What is needed
Go to the line in the entries below that holds "fn compare_branches(&self, a: &str, b: &str)" and repeat exactly from there through the line that holds "in one operation", inclusive.

Data
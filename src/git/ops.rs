use crate::errors::Result;
use crate::git::branch_status::GitBranchStatus;
use std::collections::HashMap;
use std::path::Path;

/// Capability interface over one working directory of a git repository.
///
/// Each linked worktree gets its own instance; operations that touch the
/// working tree (checkout, merge, rebase, pull) run against the directory
/// this instance was opened on. The update engine and push/pull orchestrator
/// are written against this trait so they can be driven by a recorded fake
/// in tests.
///
/// `merge_from_local_branch` and the two rebase forms surface textual
/// conflicts as [`TrellisError::Conflict`]; every other failure is fatal.
///
/// [`TrellisError::Conflict`]: crate::errors::TrellisError::Conflict
pub trait GitOps {
    /// Directory this capability operates on
    fn work_dir(&self) -> &Path;

    fn current_branch(&self) -> Result<String>;

    fn change_branch(&self, name: &str) -> Result<()>;

    /// Batched status query: one call covering every requested branch.
    /// Branches that do not exist locally are simply absent from the map.
    fn branch_statuses(&self, names: &[String]) -> Result<HashMap<String, GitBranchStatus>>;

    /// Merge a local branch into the currently checked-out branch
    fn merge_from_local_branch(&self, name: &str) -> Result<()>;

    /// Rebase the currently checked-out branch onto a local branch,
    /// carrying dependent branch refs along with the replayed commits
    fn rebase_onto_local_branch(&self, name: &str) -> Result<()>;

    /// Rebase the currently checked-out branch onto `new_parent`, replaying
    /// only the commits after `old_base` (squash-merge re-parenting)
    fn rebase_onto_new_parent(&self, new_parent: &str, old_base: &str) -> Result<()>;

    fn abort_merge(&self) -> Result<()>;

    fn abort_rebase(&self) -> Result<()>;

    fn is_merge_in_progress(&self) -> Result<bool>;

    fn is_rebase_in_progress(&self) -> Result<bool>;

    fn head_commit_sha(&self) -> Result<String>;

    /// Best common ancestor of two refs, `None` when histories are unrelated
    fn merge_base(&self, a: &str, b: &str) -> Result<Option<String>>;

    fn is_commit_reachable_from_branch(&self, sha: &str, branch: &str) -> Result<bool>;

    /// `(ahead, behind)` of `a` relative to `b`
    fn compare_branches(&self, a: &str, b: &str) -> Result<(usize, usize)>;

    /// Fast-forward pull of a branch checked out in this working directory
    fn pull_branch(&self, name: &str) -> Result<()>;

    /// Push a branch that has no remote counterpart yet and set up tracking
    fn push_new_branch(&self, name: &str) -> Result<()>;

    /// Push several existing branches in one operation
    fn push_branches(&self, names: &[String], force_with_lease: bool) -> Result<()>;

    /// Update local refs for branches that are not checked out anywhere,
    /// in one fetch (no working tree involvement)
    fn fetch_branch_refspecs(&self, names: &[String]) -> Result<()>;

    fn config_value(&self, key: &str) -> Result<Option<String>>;
}
use crate::cli::commands::CommandContext;
use crate::cli::output::Output;
use crate::errors::Result;

/// Add a branch to the active stack's tree
pub fn run_track(branch: String, parent: Option<String>) -> Result<()> {
    let mut ctx = CommandContext::load()?;

    let resolver = ctx.resolver()?;
    let known = resolver.main().branch_statuses(&[branch.clone()])?;
    if !known.contains_key(&branch) {
        Output::warning(format!(
            "Branch '{branch}' does not exist locally yet; tracking it anyway"
        ));
    }

    let stack = ctx
        .store
        .active_stack_mut()
        .ok_or_else(|| crate::errors::TrellisError::config("No active stack"))?;
    stack.track_branch(&branch, parent.as_deref())?;
    let stack_name = stack.name.clone();
    ctx.store.save()?;

    match parent {
        Some(parent) => Output::success(format!(
            "Tracking '{branch}' under '{parent}' in stack '{stack_name}'"
        )),
        None => Output::success(format!(
            "Tracking '{branch}' as a root branch in stack '{stack_name}'"
        )),
    }
    Ok(())
}

/// Remove a branch from the active stack's tree; its children are
/// re-attached where it was.
pub fn run_untrack(branch: String) -> Result<()> {
    let mut ctx = CommandContext::load()?;

    let stack = ctx
        .store
        .active_stack_mut()
        .ok_or_else(|| crate::errors::TrellisError::config("No active stack"))?;
    stack.untrack_branch(&branch)?;
    let stack_name = stack.name.clone();
    ctx.store.save()?;

    Output::success(format!("Stopped tracking '{branch}' in stack '{stack_name}'"));
    Ok(())
}
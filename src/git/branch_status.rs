use std::path::PathBuf;

/// Immutable snapshot of a branch tip
#[derive(Debug, Clone, PartialEq, Eq)]
pub struct Commit {
    pub short_sha: String,
    pub message: String,
}

/// Position of a local branch relative to its remote tracking branch.
///
/// `exists == false` means the tracking reference is configured but the
/// remote branch itself is gone (deleted after a merge, typically).
#[derive(Debug, Clone, PartialEq, Eq)]
pub struct RemoteTrackingBranchStatus {
    pub name: String,
    pub exists: bool,
    pub ahead: usize,
    pub behind: usize,
}

/// Raw per-branch record produced by the verbose branch listing.
///
/// This is the input to the status tree builder; ahead/behind here are
/// measured against the remote tracking branch, never against a parent.
#[derive(Debug, Clone, PartialEq, Eq)]
pub struct GitBranchStatus {
    pub branch_name: String,
    pub remote_tracking_branch_name: Option<String>,
    pub remote_branch_exists: bool,
    pub is_current_branch: bool,
    pub ahead: usize,
    pub behind: usize,
    pub tip: Commit,
    /// Set when the branch is checked out in a linked worktree
    pub worktree_path: Option<PathBuf>,
}

impl GitBranchStatus {
    pub fn remote_tracking(&self) -> Option<RemoteTrackingBranchStatus> {
        self.remote_tracking_branch_name
            .as_ref()
            .map(|name| RemoteTrackingBranchStatus {
                name: name.clone(),
                exists: self.remote_branch_exists,
                ahead: self.ahead,
                behind: self.behind,
            })
    }
}

/// Parse one line of `git branch --verbose --verbose` output.
///
/// Grammar, one line per branch:
///
/// ```text
/// ["* "|"  "] <name> <sha> ["[" <remote> [": ahead <n>[, behind <n>]" | ": behind <n>" | ": gone"] "]"] <message>
/// ```
///
/// No bracketed section means the branch has no remote tracking branch;
/// `: gone` means it is tracked but the remote branch was deleted. Ahead and
/// behind default to 0 whenever the bracket does not spell them out.
///
/// Returns `None` for lines that do not describe a named local branch
/// (blank lines, detached HEAD entries).
pub fn parse_verbose_branch_line(line: &str) -> Option<GitBranchStatus> {
    let (is_current, rest) = match line.strip_prefix("* ") {
        Some(rest) => (true, rest),
        // '+' marks a branch checked out in a linked worktree
        None => (false, line.strip_prefix("+ ").unwrap_or(line)),
    };
    let rest = rest.trim_start();
    if rest.is_empty() || rest.starts_with('(') {
        return None;
    }

    let (name, rest) = split_token(rest)?;
    let (sha, rest) = split_token(rest)?;

    let mut remote_tracking_branch_name = None;
    let mut remote_branch_exists = false;
    let mut ahead = 0;
    let mut behind = 0;

    let message = if let Some(inner_start) = rest.strip_prefix('[') {
        let close = inner_start.find(']')?;
        let inner = &inner_start[..close];
        let message = inner_start[close + 1..].trim_start();

        let (remote, tracking) = match inner.split_once(": ") {
            Some((remote, tracking)) => (remote, Some(tracking)),
            None => (inner, None),
        };
        remote_tracking_branch_name = Some(remote.to_string());
        remote_branch_exists = true;

        match tracking {
            None => {}
            Some("gone") => remote_branch_exists = false,
            Some(counts) => {
                for part in counts.split(", ") {
                    if let Some(n) = part.strip_prefix("ahead ") {
                        ahead = n.trim().parse().ok()?;
                    } else if let Some(n) = part.strip_prefix("behind ") {
                        behind = n.trim().parse().ok()?;
                    }
                }
            }
        }
        message
    } else {
        rest
    };

    Some(GitBranchStatus {
        branch_name: name.to_string(),
        remote_tracking_branch_name,
        remote_branch_exists,
        is_current_branch: is_current,
        ahead,
        behind,
        tip: Commit {
            short_sha: sha.to_string(),
            message: message.to_string(),
        },
        worktree_path: None,
    })
}

fn split_token(s: &str) -> Option<(&str, &str)> {
    let s = s.trim_start();
    let end = s.find(char::is_whitespace)?;
    Some((&s[..end], s[end..].trim_start()))
}
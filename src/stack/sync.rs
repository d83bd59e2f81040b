use crate::errors::Result;
use crate::git::branch_status::RemoteTrackingBranchStatus;
use crate::git::worktree::WorkingTreeResolver;
use crate::stack::status::StackStatus;
use std::path::PathBuf;
use tracing::{debug, info};

/// Bring every behind branch of the stack up to date with its remote.
///
/// The current branch and branches checked out in linked worktrees are
/// pulled directly (fast-forward) in their own working directory; all
/// remaining behind branches are updated through a single batched
/// fetch into their local refs, since no working tree needs to change.
pub fn pull(trees: &WorkingTreeResolver, status: &StackStatus) -> Result<()> {
    let mut fetch_batch: Vec<String> = Vec::new();

    for candidate in pull_candidates(status) {
        let Some(remote) = candidate.remote_tracking else {
            continue;
        };
        if !remote.exists || remote.behind == 0 {
            continue;
        }

        if candidate.is_current {
            info!("Pulling current branch '{}'", candidate.name);
            trees.main().pull_branch(&candidate.name)?;
        } else if candidate.worktree_path.is_some() {
            info!("Pulling '{}' in its worktree", candidate.name);
            trees.for_branch(&candidate.name).pull_branch(&candidate.name)?;
        } else {
            fetch_batch.push(candidate.name);
        }
    }

    if !fetch_batch.is_empty() {
        info!("Fetching {} branches into local refs", fetch_batch.len());
        trees.main().fetch_branch_refspecs(&fetch_batch)?;
    }

    Ok(())
}

/// Push every stack branch that is ahead of (or missing from) the remote.
///
/// Brand-new branches are pushed one by one so tracking gets set up;
/// branches ahead of an existing remote go out in fixed-size batches
/// preserving their tree order. `force_with_lease` is required after a
/// rebase has rewritten history.
pub fn push(
    trees: &WorkingTreeResolver,
    status: &StackStatus,
    max_batch_size: usize,
    force_with_lease: bool,
) -> Result<()> {
    let mut new_branches = Vec::new();
    let mut ahead_branches = Vec::new();

    for branch in status.all_branches() {
        if !branch.exists {
            continue;
        }
        match &branch.remote_tracking {
            None => new_branches.push(branch.name.clone()),
            Some(remote) if remote.exists && remote.ahead > 0 => {
                ahead_branches.push(branch.name.clone());
            }
            Some(_) => {
                debug!("'{}' needs no push", branch.name);
            }
        }
    }

    for name in &new_branches {
        info!("Pushing new branch '{}'", name);
        trees.main().push_new_branch(name)?;
    }

    for batch in ahead_branches.chunks(max_batch_size.max(1)) {
        info!("Pushing {} branches: {}", batch.len(), batch.join(", "));
        trees.main().push_branches(batch, force_with_lease)?;
    }

    Ok(())
}

struct PullCandidate {
    name: String,
    remote_tracking: Option<RemoteTrackingBranchStatus>,
    is_current: bool,
    worktree_path: Option<PathBuf>,
}

fn pull_candidates(status: &StackStatus) -> Vec<PullCandidate> {
    let source = &status.source_branch;
    let mut candidates = vec![PullCandidate {
        name: source.name.clone(),
        remote_tracking: source.remote_tracking.clone(),
        is_current: source.is_current,
        worktree_path: source.worktree_path.clone(),
    }];

    for branch in status.all_branches() {
        candidates.push(PullCandidate {
            name: branch.name.clone(),
            remote_tracking: branch.remote_tracking.clone(),
            is_current: branch.is_current,
            worktree_path: branch.worktree_path.clone(),
        });
    }

    candidates
}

Exercise output
    fn compare_branches(&self, a: &str, b: &str) -> Result<(usize, usize)>;

    /// Fast-forward pull of a branch checked out in this working directory
    fn pull_branch(&self, name: &str) -> Result<()>;

    /// Push a branch that has no remote counterpart yet and set up tracking
    fn push_new_branch(&self, name: &str) -> Result<()>;

    /// Push several existing branches in one operation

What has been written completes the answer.